(Excerpts from a dataset)

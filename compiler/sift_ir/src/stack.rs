//! Stack growth for deeply nested programs.
//!
//! The parser, inferencer and optimizer recurse once per nesting level of
//! the source. Wrapping each recursive step keeps pathological inputs such as
//! `((((...))))` from overflowing the native stack.

/// Grow the stack when less than this remains.
const RED_ZONE: usize = 100 * 1024;

/// Size of each new stack segment.
const STACK_PER_RECURSION: usize = 1024 * 1024;

/// Run `f`, growing the stack first if it is close to exhausted.
#[inline]
pub fn ensure_sufficient_stack<R>(f: impl FnOnce() -> R) -> R {
    stacker::maybe_grow(RED_ZONE, STACK_PER_RECURSION, f)
}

**EXERCISE DESCRIPTION**
Using the records above, pull out each line where the word "usize" occurs.

**YOUR RESPONSE**
const RED_ZONE: usize = 100 * 1024;
const STACK_PER_RECURSION: usize = 1024 * 1024;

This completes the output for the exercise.